WHAT TO WORK ON: Keep every line of the data below that has the string "names" and present those lines.
------ GIVEN DATA ------
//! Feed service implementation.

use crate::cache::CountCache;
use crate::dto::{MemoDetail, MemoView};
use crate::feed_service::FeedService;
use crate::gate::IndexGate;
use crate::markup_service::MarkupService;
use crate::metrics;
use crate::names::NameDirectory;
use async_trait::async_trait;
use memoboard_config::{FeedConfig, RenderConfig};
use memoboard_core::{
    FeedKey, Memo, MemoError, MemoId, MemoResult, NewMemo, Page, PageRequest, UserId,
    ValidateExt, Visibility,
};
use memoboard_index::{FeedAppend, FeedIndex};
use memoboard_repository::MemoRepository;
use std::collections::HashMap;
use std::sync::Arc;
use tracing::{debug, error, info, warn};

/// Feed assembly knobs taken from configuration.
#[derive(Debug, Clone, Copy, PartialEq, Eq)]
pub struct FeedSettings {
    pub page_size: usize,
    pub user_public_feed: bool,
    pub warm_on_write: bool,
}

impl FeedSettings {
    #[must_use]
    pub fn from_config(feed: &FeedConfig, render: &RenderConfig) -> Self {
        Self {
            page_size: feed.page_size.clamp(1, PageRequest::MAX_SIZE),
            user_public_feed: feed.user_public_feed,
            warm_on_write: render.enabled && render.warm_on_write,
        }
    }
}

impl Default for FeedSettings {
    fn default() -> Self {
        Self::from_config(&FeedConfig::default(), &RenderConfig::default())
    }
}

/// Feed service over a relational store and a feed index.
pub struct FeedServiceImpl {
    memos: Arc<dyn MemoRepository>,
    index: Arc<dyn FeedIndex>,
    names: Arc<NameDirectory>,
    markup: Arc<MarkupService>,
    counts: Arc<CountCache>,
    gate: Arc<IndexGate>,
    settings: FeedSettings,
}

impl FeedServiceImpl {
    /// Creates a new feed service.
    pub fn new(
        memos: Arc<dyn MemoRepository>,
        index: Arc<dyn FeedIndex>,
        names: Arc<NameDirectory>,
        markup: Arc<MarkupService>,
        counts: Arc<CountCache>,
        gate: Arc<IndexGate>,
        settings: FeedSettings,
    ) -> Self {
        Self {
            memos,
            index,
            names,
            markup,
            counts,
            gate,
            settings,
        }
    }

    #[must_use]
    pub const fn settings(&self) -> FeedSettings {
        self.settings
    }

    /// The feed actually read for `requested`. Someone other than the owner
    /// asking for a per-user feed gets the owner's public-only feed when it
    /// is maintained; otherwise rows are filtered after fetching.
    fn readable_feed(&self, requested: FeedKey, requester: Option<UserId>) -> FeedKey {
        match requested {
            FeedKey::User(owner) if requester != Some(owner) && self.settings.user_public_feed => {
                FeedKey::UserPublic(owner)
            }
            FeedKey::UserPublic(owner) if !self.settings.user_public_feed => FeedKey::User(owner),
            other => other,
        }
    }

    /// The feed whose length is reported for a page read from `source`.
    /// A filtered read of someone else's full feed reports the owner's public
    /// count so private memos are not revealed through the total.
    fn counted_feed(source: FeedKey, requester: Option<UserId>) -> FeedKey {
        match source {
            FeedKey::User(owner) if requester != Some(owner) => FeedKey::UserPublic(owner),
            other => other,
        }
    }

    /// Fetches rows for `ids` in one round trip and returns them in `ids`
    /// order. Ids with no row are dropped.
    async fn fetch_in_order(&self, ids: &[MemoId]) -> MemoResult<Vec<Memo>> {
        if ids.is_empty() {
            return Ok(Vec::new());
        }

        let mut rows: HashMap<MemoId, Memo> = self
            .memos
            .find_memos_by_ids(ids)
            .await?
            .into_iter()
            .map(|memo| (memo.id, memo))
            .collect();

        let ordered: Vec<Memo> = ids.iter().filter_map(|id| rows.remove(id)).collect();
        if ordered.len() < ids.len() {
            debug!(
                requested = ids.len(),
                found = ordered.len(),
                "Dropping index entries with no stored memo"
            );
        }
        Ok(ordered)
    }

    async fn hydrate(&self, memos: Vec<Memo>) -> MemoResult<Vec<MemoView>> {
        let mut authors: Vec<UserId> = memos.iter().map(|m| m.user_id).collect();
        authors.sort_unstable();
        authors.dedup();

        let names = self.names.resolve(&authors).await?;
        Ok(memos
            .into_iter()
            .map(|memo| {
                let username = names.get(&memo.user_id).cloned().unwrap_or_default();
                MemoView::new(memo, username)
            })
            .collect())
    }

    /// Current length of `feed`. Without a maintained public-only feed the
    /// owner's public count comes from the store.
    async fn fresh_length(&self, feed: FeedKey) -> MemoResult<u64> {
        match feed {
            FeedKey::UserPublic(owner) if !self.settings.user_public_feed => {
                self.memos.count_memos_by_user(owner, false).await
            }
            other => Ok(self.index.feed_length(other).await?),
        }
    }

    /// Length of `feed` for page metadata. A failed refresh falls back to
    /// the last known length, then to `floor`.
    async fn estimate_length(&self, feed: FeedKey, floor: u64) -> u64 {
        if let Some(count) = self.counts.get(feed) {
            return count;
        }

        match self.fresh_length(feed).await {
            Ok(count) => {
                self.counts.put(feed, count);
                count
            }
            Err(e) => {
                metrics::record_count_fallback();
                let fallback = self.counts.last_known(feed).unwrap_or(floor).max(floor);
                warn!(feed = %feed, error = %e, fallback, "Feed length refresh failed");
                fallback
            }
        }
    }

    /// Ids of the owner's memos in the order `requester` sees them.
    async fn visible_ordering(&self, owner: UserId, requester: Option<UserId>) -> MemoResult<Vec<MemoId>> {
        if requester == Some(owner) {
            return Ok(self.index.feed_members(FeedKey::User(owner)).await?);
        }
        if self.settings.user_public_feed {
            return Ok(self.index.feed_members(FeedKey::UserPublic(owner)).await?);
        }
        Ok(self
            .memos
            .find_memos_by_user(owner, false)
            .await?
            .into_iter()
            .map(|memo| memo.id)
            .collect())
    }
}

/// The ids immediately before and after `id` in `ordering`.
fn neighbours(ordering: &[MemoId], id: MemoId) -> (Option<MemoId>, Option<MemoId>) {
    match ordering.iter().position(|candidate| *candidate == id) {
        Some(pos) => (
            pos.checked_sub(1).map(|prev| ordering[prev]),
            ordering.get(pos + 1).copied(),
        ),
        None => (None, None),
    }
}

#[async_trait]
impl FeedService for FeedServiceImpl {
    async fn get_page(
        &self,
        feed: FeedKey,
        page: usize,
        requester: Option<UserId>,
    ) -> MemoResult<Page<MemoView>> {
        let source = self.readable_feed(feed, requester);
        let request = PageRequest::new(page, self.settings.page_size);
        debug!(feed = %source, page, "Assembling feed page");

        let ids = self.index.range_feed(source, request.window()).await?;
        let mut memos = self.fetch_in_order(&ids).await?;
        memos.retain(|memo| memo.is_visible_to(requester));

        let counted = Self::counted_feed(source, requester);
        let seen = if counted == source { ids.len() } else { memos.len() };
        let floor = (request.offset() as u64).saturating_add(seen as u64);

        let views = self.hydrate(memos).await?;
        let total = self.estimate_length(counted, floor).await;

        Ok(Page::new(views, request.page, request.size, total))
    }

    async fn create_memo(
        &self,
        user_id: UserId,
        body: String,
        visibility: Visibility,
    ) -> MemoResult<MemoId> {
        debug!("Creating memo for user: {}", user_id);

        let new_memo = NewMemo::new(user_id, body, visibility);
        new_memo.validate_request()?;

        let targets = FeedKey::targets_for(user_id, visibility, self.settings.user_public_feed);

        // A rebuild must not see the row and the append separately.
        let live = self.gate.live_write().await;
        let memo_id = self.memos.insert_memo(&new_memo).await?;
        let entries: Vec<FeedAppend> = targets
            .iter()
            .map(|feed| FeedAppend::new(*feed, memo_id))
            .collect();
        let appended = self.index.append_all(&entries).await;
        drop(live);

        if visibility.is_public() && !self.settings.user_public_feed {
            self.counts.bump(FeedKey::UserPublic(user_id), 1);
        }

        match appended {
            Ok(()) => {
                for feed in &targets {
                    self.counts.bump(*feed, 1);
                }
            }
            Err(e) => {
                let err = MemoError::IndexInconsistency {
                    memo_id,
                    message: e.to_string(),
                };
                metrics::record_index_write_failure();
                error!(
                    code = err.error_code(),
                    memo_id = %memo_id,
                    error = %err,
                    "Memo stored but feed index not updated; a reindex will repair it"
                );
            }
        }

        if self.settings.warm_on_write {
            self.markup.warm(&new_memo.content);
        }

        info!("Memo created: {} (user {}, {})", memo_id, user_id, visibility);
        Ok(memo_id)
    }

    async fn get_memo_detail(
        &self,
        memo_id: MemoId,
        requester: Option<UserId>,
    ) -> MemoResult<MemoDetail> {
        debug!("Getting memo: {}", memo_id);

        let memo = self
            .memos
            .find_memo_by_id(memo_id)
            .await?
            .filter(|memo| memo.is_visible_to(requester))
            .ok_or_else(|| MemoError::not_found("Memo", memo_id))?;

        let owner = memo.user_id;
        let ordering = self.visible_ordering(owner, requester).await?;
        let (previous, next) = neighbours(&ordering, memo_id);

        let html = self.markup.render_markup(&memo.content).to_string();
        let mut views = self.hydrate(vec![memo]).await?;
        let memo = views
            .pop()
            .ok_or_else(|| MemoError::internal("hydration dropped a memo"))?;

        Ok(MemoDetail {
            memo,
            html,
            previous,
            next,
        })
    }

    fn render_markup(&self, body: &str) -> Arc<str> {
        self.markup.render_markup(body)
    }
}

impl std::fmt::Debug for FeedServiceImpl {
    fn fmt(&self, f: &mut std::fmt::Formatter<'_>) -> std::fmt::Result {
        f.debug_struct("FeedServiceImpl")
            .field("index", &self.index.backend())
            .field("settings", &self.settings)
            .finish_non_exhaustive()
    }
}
------
RESULT BELOW:
use crate::names::NameDirectory;
    names: Arc<NameDirectory>,
        names: Arc<NameDirectory>,
            names,
        let names = self.names.resolve(&authors).await?;
                let username = names.get(&memo.user_id).cloned().unwrap_or_default();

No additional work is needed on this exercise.